A
Avid Listener
Guest
I'm getting in at the end of this conversation, so maybe my post will be irrelavant. If you are age 55+ and you want to hear songs on the radio today that you heard "back in the day", radio couldn't care less. If a song made the Top 10 in 1967, it just doesn't matter. Advertisers (and therefore commercial radio) don't need you as a listener. Through "testing" (???) radio has decided which songs were kept alive over the years. Since these are the only "oldies" or "classic" songs that younger listeners have ever heard, these are the only songs radio will play over and over.
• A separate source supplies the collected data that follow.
//! Presentation-ready certificate metadata.
//!
//! [`transform`] maps a parsed [`Certificate`] onto an [`X509Meta`] record
//! whose field names and value encodings follow the layout of
//! `openssl x509 -text`. Every value is already a display string or number,
//! so serializing the record needs no further formatting.

use crate::fields::{AltNames, Certificate, ExtKeyUsage, KeyUsage, PublicKey};
use crate::util::{hex_colon, strip_leading_zeros};
use serde::Serialize;
use time::OffsetDateTime;

/// Metadata record for one certificate.
#[derive(Debug, Clone, Default, PartialEq, Eq, Serialize)]
#[serde(rename_all = "PascalCase")]
pub struct X509Meta {
    pub version: u32,
    pub serial_number: String,
    pub issuer: String,
    pub subject: String,
    pub validity: Validity,
    pub subject_public_key_info: PublicKeyParameters,
    #[serde(rename = "X509v3Extensions")]
    pub x509v3_extensions: X509v3Extensions,
    pub authority_information: AuthorityInformation,
    pub subject_alternative_names: Vec<String>,
    pub certificate_policies: Vec<String>,
    #[serde(rename = "CRLDistributionPoints")]
    pub crl_distribution_points: Vec<String>,
    pub signature_algorithm: String,
    pub signature: String,
}

#[derive(Debug, Clone, Default, PartialEq, Eq, Serialize)]
#[serde(rename_all = "PascalCase")]
pub struct Validity {
    pub not_before: String,
    pub not_after: String,
}

/// Public key algorithm and its per-algorithm parameters.
///
/// Serializes as `{"PublicKeyAlgorithm": "RSA", "Parameters": {...}}`.
/// The `Unknown` case carries no `Parameters` key.
#[derive(Debug, Clone, Default, PartialEq, Eq, Serialize)]
#[serde(tag = "PublicKeyAlgorithm", content = "Parameters")]
pub enum PublicKeyParameters {
    #[serde(rename = "RSA", rename_all = "PascalCase")]
    Rsa {
        key_size_bits: u32,
        modulus: String,
        exponent: u64,
    },
    #[serde(rename = "DSA", rename_all = "PascalCase")]
    Dsa {
        p: String,
        q: String,
        g: String,
        y: String,
    },
    #[serde(rename = "ECDSA", rename_all = "PascalCase")]
    Ecdsa { curve: String, x: String, y: String },
    #[serde(rename_all = "PascalCase")]
    Ed25519 { public_key: String },
    #[default]
    Unknown,
}

#[derive(Debug, Clone, Default, PartialEq, Eq, Serialize)]
#[serde(rename_all = "PascalCase")]
pub struct X509v3Extensions {
    pub key_usage: Vec<String>,
    pub extended_key_usage: Vec<String>,
    pub basic_constraints: BasicConstraintsMeta,
    pub subject_key_identifier: String,
    pub authority_key_identifier: String,
}

/// Basic Constraints as displayed.
///
/// `MaxPathLength` is omitted unless the certificate encoded a path length,
/// so an explicit zero stays distinguishable from "no limit".
#[derive(Debug, Clone, Copy, Default, PartialEq, Eq, Serialize)]
pub struct BasicConstraintsMeta {
    #[serde(rename = "CA")]
    pub ca: bool,
    #[serde(rename = "MaxPathLength", skip_serializing_if = "Option::is_none")]
    pub max_path_length: Option<u32>,
}

#[derive(Debug, Clone, Default, PartialEq, Eq, Serialize)]
pub struct AuthorityInformation {
    #[serde(rename = "OCSP")]
    pub ocsp: Vec<String>,
    #[serde(rename = "CAIssuers")]
    pub ca_issuers: Vec<String>,
}

/// Key usage labels in bit order.
static KEY_USAGE_LABELS: [(u16, &str); 9] = [
    (KeyUsage::DIGITAL_SIGNATURE, "Digital Signature"),
    (KeyUsage::CONTENT_COMMITMENT, "Content Commitment"),
    (KeyUsage::KEY_ENCIPHERMENT, "Key Encipherment"),
    (KeyUsage::DATA_ENCIPHERMENT, "Data Encipherment"),
    (KeyUsage::KEY_AGREEMENT, "Key Agreement"),
    (KeyUsage::CERT_SIGN, "Cert Sign"),
    (KeyUsage::CRL_SIGN, "CRL Sign"),
    (KeyUsage::ENCIPHER_ONLY, "Encipher Only"),
    (KeyUsage::DECIPHER_ONLY, "Decipher Only"),
];

/// Build the metadata record for a certificate.
///
/// Pure and deterministic: the same certificate always yields the same record.
pub fn transform(cert: &Certificate) -> X509Meta {
    let basic_constraints = cert
        .basic_constraints
        .map(|bc| BasicConstraintsMeta {
            ca: bc.ca,
            max_path_length: bc.max_path_len,
        })
        .unwrap_or_default();

    X509Meta {
        version: cert.version,
        serial_number: hex_colon(strip_leading_zeros(&cert.serial)),
        issuer: cert.issuer.to_rfc2253(),
        subject: cert.subject.to_rfc2253(),
        validity: Validity {
            not_before: format_time(&cert.not_before),
            not_after: format_time(&cert.not_after),
        },
        subject_public_key_info: public_key_parameters(&cert.public_key),
        x509v3_extensions: X509v3Extensions {
            key_usage: key_usage_labels(cert.key_usage),
            extended_key_usage: cert
                .ext_key_usage
                .iter()
                .map(|eku| eku_label(eku).to_string())
                .collect(),
            basic_constraints,
            subject_key_identifier: hex_colon(&cert.subject_key_id),
            authority_key_identifier: hex_colon(&cert.authority_key_id),
        },
        authority_information: AuthorityInformation {
            ocsp: cert.ocsp_servers.clone(),
            ca_issuers: cert.issuing_certificate_urls.clone(),
        },
        subject_alternative_names: alt_name_entries(&cert.alt_names),
        certificate_policies: cert.policies.clone(),
        crl_distribution_points: cert.crl_distribution_points.clone(),
        signature_algorithm: cert.signature_algorithm.to_string(),
        signature: hex_colon(&cert.signature),
    }
}

/// Format an instant as `"Mon D HH:MM:SS YYYY ZONE"`.
///
/// The day is not padded. The zone is `UTC` for UTC instants and a
/// `+hhmm`/`-hhmm` offset otherwise.
pub fn format_time(dt: &OffsetDateTime) -> String {
    let month = match u8::from(dt.month()) {
        1 => "Jan",
        2 => "Feb",
        3 => "Mar",
        4 => "Apr",
        5 => "May",
        6 => "Jun",
        7 => "Jul",
        8 => "Aug",
        9 => "Sep",
        10 => "Oct",
        11 => "Nov",
        12 => "Dec",
        _ => "???",
    };
    let offset = dt.offset();
    let zone = if offset.is_utc() {
        "UTC".to_string()
    } else {
        let (h, m, _) = offset.as_hms();
        let sign = if offset.is_negative() { '-' } else { '+' };
        format!("{}{:02}{:02}", sign, h.unsigned_abs(), m.unsigned_abs())
    };
    format!(
        "{} {} {:02}:{:02}:{:02} {} {}",
        month,
        dt.day(),
        dt.hour(),
        dt.minute(),
        dt.second(),
        dt.year(),
        zone
    )
}

fn public_key_parameters(key: &PublicKey) -> PublicKeyParameters {
    match key {
        PublicKey::Rsa { modulus, exponent } => PublicKeyParameters::Rsa {
            key_size_bits: PublicKey::rsa_bits(modulus),
            modulus: hex_colon(modulus),
            exponent: *exponent,
        },
        PublicKey::Dsa { p, q, g, y } => PublicKeyParameters::Dsa {
            p: hex_colon(strip_leading_zeros(p)),
            q: hex_colon(strip_leading_zeros(q)),
            g: hex_colon(strip_leading_zeros(g)),
            y: hex_colon(strip_leading_zeros(y)),
        },
        PublicKey::Ecdsa { curve, x, y } => PublicKeyParameters::Ecdsa {
            curve: curve.clone(),
            x: hex_colon(strip_leading_zeros(x)),
            y: hex_colon(strip_leading_zeros(y)),
        },
        PublicKey::Ed25519(bytes) => PublicKeyParameters::Ed25519 {
            public_key: hex_colon(bytes),
        },
        PublicKey::Unknown => PublicKeyParameters::Unknown,
    }
}

fn key_usage_labels(ku: KeyUsage) -> Vec<String> {
    KEY_USAGE_LABELS
        .iter()
        .filter(|(bit, _)| ku.contains(*bit))
        .map(|(_, label)| (*label).to_string())
        .collect()
}

fn eku_label(eku: &ExtKeyUsage) -> &'static str {
    match eku {
        ExtKeyUsage::Any => "Any",
        ExtKeyUsage::ServerAuth => "Server Auth",
        ExtKeyUsage::ClientAuth => "Client Auth",
        ExtKeyUsage::CodeSigning => "Code Signing",
        ExtKeyUsage::EmailProtection => "Email Protection",
        ExtKeyUsage::IpsecEndSystem => "IPSEC End System",
        ExtKeyUsage::IpsecTunnel => "IPSEC Tunnel",
        ExtKeyUsage::IpsecUser => "IPSEC User",
        ExtKeyUsage::TimeStamping => "Time Stamping",
        ExtKeyUsage::OcspSigning => "OCSP Signing",
        ExtKeyUsage::MicrosoftServerGatedCrypto => "Microsoft Server Gated Crypto",
        ExtKeyUsage::NetscapeServerGatedCrypto => "Netscape Server Gated Crypto",
        ExtKeyUsage::MicrosoftCommercialCodeSigning => "Microsoft Commercial Code Signing",
        ExtKeyUsage::MicrosoftKernelCodeSigning => "Microsoft Kernel Code Signing",
        ExtKeyUsage::Other(_) => "Unknown",
    }
}

// DNS names, then emails, then IPs, then URIs.
fn alt_name_entries(names: &AltNames) -> Vec<String> {
    let dns = names.dns.iter().map(|n| format!("DNS:{}", n));
    let emails = names.emails.iter().map(|e| format!("Email:{}", e));
    let ips = names.ips.iter().map(|ip| format!("IP:{}", ip));
    let uris = names.uris.iter().map(|u| format!("URI:{}", u));
    dns.chain(emails).chain(ips).chain(uris).collect()
}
Through the course of my day, I encounter lots and lots of people. One thing I've observed is that many people in their teens, 20s, 30s, and even 40s actually prefer the sound of the music that was popular before they were born. The styles and genres of music that are played on formats dedicated to older music genres have far more appeal to many younger people than much of the music being recorded and released today. It's not like back in the 1960's, when forty year old recordings were scratchy old 78's. When I see teenagers wearing Jimi Hendrix t-shirts because Axis: Bold as Love is one of their favorite CDs, and then I read some suit claim that teenagers only like modern music specifically recorded to appeal to them, there is a serious disconnect. When parents are buying their kids turntables to listen to the parents' old vinyl collections because the kids like the old music better, that's an indicator of a trend.
Awhile back, there was a revival of swing music, though you'd never know it from the radio. Acts like the Cherry Poppin Daddies and Squirrel Nut Zippers had a surge of "underground" popularity.
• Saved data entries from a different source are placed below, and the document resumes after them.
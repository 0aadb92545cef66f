//! Shared encoding utilities.

use base64::Engine;

/// Format bytes as colon-separated lowercase hex (e.g., "1a:2b:3c").
///
/// An empty slice yields an empty string.
pub fn hex_colon(bytes: &[u8]) -> String {
    bytes
        .iter()
        .map(|b| format!("{:02x}", b))
        .collect::<Vec<_>>()
        .join(":")
}

/// Drop leading zero bytes from a big-endian integer encoding.
pub(crate) fn strip_leading_zeros(bytes: &[u8]) -> &[u8] {
    let start = bytes.iter().position(|&b| b != 0).unwrap_or(bytes.len());
    bytes.get(start..).unwrap_or_default()
}

/// Encode bytes as base64 with PEM-style 64-character line wrapping.
pub(crate) fn base64_wrap(data: &[u8]) -> String {
    let encoded = base64::engine::general_purpose::STANDARD.encode(data);
    encoded
        .as_bytes()
        .chunks(64)
        .filter_map(|c| std::str::from_utf8(c).ok())
        .collect::<Vec<_>>()
        .join("\n")
}

#[cfg(test)]
#[allow(clippy::unwrap_used)]
mod tests {
    use super::*;

    #[test]
    fn hex_colon_pairs() {
        assert_eq!(hex_colon(&[0x1a, 0x2b, 0x3c]), "1a:2b:3c");
    }

    #[test]
    fn hex_colon_single_byte_has_no_separator() {
        assert_eq!(hex_colon(&[0x00]), "00");
    }

    #[test]
    fn hex_colon_empty() {
        assert_eq!(hex_colon(&[]), "");
    }

    #[test]
    fn hex_colon_length_and_no_trailing_colon() {
        for len in 0..64usize {
            let bytes: Vec<u8> = (0..len).map(|i| (i * 37) as u8).collect();
            let s = hex_colon(&bytes);
            assert_eq!(s.len(), 2 * len + len.saturating_sub(1), "len {}", len);
            assert!(!s.ends_with(':'));
            assert!(!s.starts_with(':'));
        }
    }

    #[test]
    fn strip_leading_zeros_keeps_significant_bytes() {
        assert_eq!(strip_leading_zeros(&[0, 0, 1, 0]), &[1, 0]);
        assert_eq!(strip_leading_zeros(&[0x80]), &[0x80]);
        assert_eq!(strip_leading_zeros(&[0, 0]), &[] as &[u8]);
        assert_eq!(strip_leading_zeros(&[]), &[] as &[u8]);
    }

    #[test]
    fn base64_wrap_breaks_at_64_columns() {
        let wrapped = base64_wrap(&[0u8; 100]);
        let lines: Vec<&str> = wrapped.lines().collect();
        assert_eq!(lines.len(), 3);
        assert_eq!(lines[0].len(), 64);
        assert!(lines.iter().all(|l| l.len() <= 64));
    }
}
The thing is, it seems like no radio station is really attempting to cash in on the increasing demand by younger listeners for music with the classic sound. That's an untapped market that is being ignored. Stations that make a feeble attempt at addressing that market do it half-heartedly, and seldom with adequate promotion. They fail due to that inadequate promotion, but the suits and naysayers attribute the failure to the program content.